→ WORK INSTRUCTION: Character for character, write out the data below.

→ SOURCE MATERIAL:
[Start of section]

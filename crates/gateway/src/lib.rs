//! HTTP API gateway for feedloom.
//!
//! Serves recommendations, feed storage and preferences, chat (plain and
//! streamed over SSE) and LLM digests. [`AppState::build`] wires every
//! subsystem from an [`AppConfig`]; the CLI reuses it for its offline
//! commands.
//!
//! Built on Axum.

pub mod chat;
pub mod error;
pub mod rss;

use std::sync::Arc;

use axum::extract::DefaultBodyLimit;
use axum::response::Json;
use axum::routing::get;
use axum::Router;
use feedloom_chat::{ChatService, FeedDigester};
use feedloom_config::{AppConfig, EmbeddingBackend, StoreBackend};
use feedloom_core::embedding::Embedder;
use feedloom_core::error::{Error, StoreError};
use feedloom_providers::{ProviderEmbedder, ProviderRouter};
use feedloom_recommend::Recommender;
use feedloom_store::{FeedIngestor, FeedStore, TokenHashEmbedder};
use serde::Serialize;
use tower_http::cors::CorsLayer;
use tracing::info;

/// Everything the handlers need, built once per process.
pub struct AppState {
    pub config: AppConfig,
    pub store: Arc<FeedStore>,
    pub recommender: Arc<Recommender>,
    pub ingestor: FeedIngestor,
    pub chat: ChatService,
    pub digester: FeedDigester,
}

pub type SharedState = Arc<AppState>;

impl AppState {
    /// Build the store, embedder, model router, tool backend and services
    /// described by `config`.
    pub async fn build(config: AppConfig) -> Result<Self, Error> {
        let router = feedloom_providers::build_from_config(&config);
        let embedder = build_embedder(&config, &router)?;

        let store = match config.store.backend {
            StoreBackend::Memory => {
                info!("Using in-memory feed store");
                FeedStore::in_memory(embedder.clone())
            }
            StoreBackend::Sqlite => {
                let path = config.store.resolved_path();
                if let Some(parent) = path.parent() {
                    tokio::fs::create_dir_all(parent)
                        .await
                        .map_err(|e| StoreError::Storage(format!("Cannot create {}: {e}", parent.display())))?;
                }
                FeedStore::sqlite(&path.to_string_lossy(), embedder.clone()).await?
            }
        };

        Ok(Self::assemble(config, Arc::new(store), embedder, router))
    }

    /// Wire services around an existing store and router.
    pub fn assemble(
        config: AppConfig,
        store: Arc<FeedStore>,
        embedder: Arc<dyn Embedder>,
        router: ProviderRouter,
    ) -> Self {
        let router = Arc::new(router);
        let recommender = Arc::new(Recommender::from_config(store.clone(), embedder, &config.recommendation));
        let tools = feedloom_tools::build_backend(&config.tools, store.clone(), recommender.clone());
        let chat = ChatService::new(router.clone(), tools, config.chat.clone()).with_max_attempts(config.tools.max_attempts);
        let digester = FeedDigester::new(recommender.clone(), router, config.chat.clone());

        Self {
            ingestor: FeedIngestor::new(store.clone()),
            config,
            store,
            recommender,
            chat,
            digester,
        }
    }
}

/// Embedder selected by `[embedding]`.
pub fn build_embedder(config: &AppConfig, router: &ProviderRouter) -> Result<Arc<dyn Embedder>, Error> {
    match config.embedding.backend {
        EmbeddingBackend::Hashing => Ok(Arc::new(TokenHashEmbedder::new(config.embedding.dimensions))),
        EmbeddingBackend::Provider => {
            let resolved = router.resolve(Some(&config.embedding.model_type))?;
            info!(model_type = %config.embedding.model_type, model = %config.embedding.model, "Using provider embeddings");
            Ok(Arc::new(ProviderEmbedder::new(resolved.provider, config.embedding.model.clone())))
        }
    }
}

/// All routes, with tracing and CORS.
pub fn build_router(state: SharedState) -> Router {
    Router::new()
        .route("/health", get(health_handler))
        .merge(rss::rss_router())
        .merge(chat::chat_router())
        .with_state(state)
        .layer(DefaultBodyLimit::max(8 * 1024 * 1024))
        .layer(CorsLayer::permissive())
        .layer(tower_http::trace::TraceLayer::new_for_http())
}

/// Start the HTTP server and run until it fails.
pub async fn start(config: AppConfig) -> Result<(), Box<dyn std::error::Error>> {
    let addr = format!("{}:{}", config.gateway.host, config.gateway.port);
    let state = Arc::new(AppState::build(config).await?);
    let app = build_router(state);

    info!(addr = %addr, "Gateway starting");
    let listener = tokio::net::TcpListener::bind(&addr).await?;
    axum::serve(listener, app).await?;
    Ok(())
}

#[derive(Serialize)]
struct HealthResponse {
    status: &'static str,
    version: &'static str,
}

async fn health_handler() -> Json<HealthResponse> {
    Json(HealthResponse {
        status: "ok",
        version: env!("CARGO_PKG_VERSION"),
    })
}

[End of section]

→ OUTPUT:
filename crates/gateway/src/lib.rs
//! HTTP API gateway for feedloom.
//!
//! Serves recommendations, feed storage and preferences, chat (plain and
//! streamed over SSE) and LLM digests. [`AppState::build`] wires every
//! subsystem from an [`AppConfig`]; the CLI reuses it for its offline
//! commands.
//!
//! Built on Axum.

pub mod chat;
pub mod error;
pub mod rss;

use std::sync::Arc;

use axum::extract::DefaultBodyLimit;
use axum::response::Json;
use axum::routing::get;
use axum::Router;
use feedloom_chat::{ChatService, FeedDigester};
use feedloom_config::{AppConfig, EmbeddingBackend, StoreBackend};
use feedloom_core::embedding::Embedder;
use feedloom_core::error::{Error, StoreError};
use feedloom_providers::{ProviderEmbedder, ProviderRouter};
use feedloom_recommend::Recommender;
use feedloom_store::{FeedIngestor, FeedStore, TokenHashEmbedder};
use serde::Serialize;
use tower_http::cors::CorsLayer;
use tracing::info;

/// Everything the handlers need, built once per process.
pub struct AppState {
    pub config: AppConfig,
    pub store: Arc<FeedStore>,
    pub recommender: Arc<Recommender>,
    pub ingestor: FeedIngestor,
    pub chat: ChatService,
    pub digester: FeedDigester,
}

pub type SharedState = Arc<AppState>;

impl AppState {
    /// Build the store, embedder, model router, tool backend and services
    /// described by `config`.
    pub async fn build(config: AppConfig) -> Result<Self, Error> {
        let router = feedloom_providers::build_from_config(&config);
        let embedder = build_embedder(&config, &router)?;

        let store = match config.store.backend {
            StoreBackend::Memory => {
                info!("Using in-memory feed store");
                FeedStore::in_memory(embedder.clone())
            }
            StoreBackend::Sqlite => {
                let path = config.store.resolved_path();
                if let Some(parent) = path.parent() {
                    tokio::fs::create_dir_all(parent)
                        .await
                        .map_err(|e| StoreError::Storage(format!("Cannot create {}: {e}", parent.display())))?;
                }
                FeedStore::sqlite(&path.to_string_lossy(), embedder.clone()).await?
            }
        };

        Ok(Self::assemble(config, Arc::new(store), embedder, router))
    }

    /// Wire services around an existing store and router.
    pub fn assemble(
        config: AppConfig,
        store: Arc<FeedStore>,
        embedder: Arc<dyn Embedder>,
        router: ProviderRouter,
    ) -> Self {
        let router = Arc::new(router);
        let recommender = Arc::new(Recommender::from_config(store.clone(), embedder, &config.recommendation));
        let tools = feedloom_tools::build_backend(&config.tools, store.clone(), recommender.clone());
        let chat = ChatService::new(router.clone(), tools, config.chat.clone()).with_max_attempts(config.tools.max_attempts);
        let digester = FeedDigester::new(recommender.clone(), router, config.chat.clone());

        Self {
            ingestor: FeedIngestor::new(store.clone()),
            config,
            store,
            recommender,
            chat,
            digester,
        }
    }
}

/// Embedder selected by `[embedding]`.
pub fn build_embedder(config: &AppConfig, router: &ProviderRouter) -> Result<Arc<dyn Embedder>, Error> {
    match config.embedding.backend {
        EmbeddingBackend::Hashing => Ok(Arc::new(TokenHashEmbedder::new(config.embedding.dimensions))),
        EmbeddingBackend::Provider => {
            let resolved = router.resolve(Some(&config.embedding.model_type))?;
            info!(model_type = %config.embedding.model_type, model = %config.embedding.model, "Using provider embeddings");
            Ok(Arc::new(ProviderEmbedder::new(resolved.provider, config.embedding.model.clone())))
        }
    }
}

/// All routes, with tracing and CORS.
pub fn build_router(state: SharedState) -> Router {
    Router::new()
        .route("/health", get(health_handler))
        .merge(rss::rss_router())
        .merge(chat::chat_router())
        .with_state(state)
        .layer(DefaultBodyLimit::max(8 * 1024 * 1024))
        .layer(CorsLayer::permissive())
        .layer(tower_http::trace::TraceLayer::new_for_http())
}

/// Start the HTTP server and run until it fails.
pub async fn start(config: AppConfig) -> Result<(), Box<dyn std::error::Error>> {
    let addr = format!("{}:{}", config.gateway.host, config.gateway.port);
    let state = Arc::new(AppState::build(config).await?);
    let app = build_router(state);

    info!(addr = %addr, "Gateway starting");
    let listener = tokio::net::TcpListener::bind(&addr).await?;
    axum::serve(listener, app).await?;
    Ok(())
}

#[derive(Serialize)]
struct HealthResponse {
    status: &'static str,
    version: &'static str,
}

async fn health_handler() -> Json<HealthResponse> {
    Json(HealthResponse {
        status: "ok",
        version: env!("CARGO_PKG_VERSION"),
    })
}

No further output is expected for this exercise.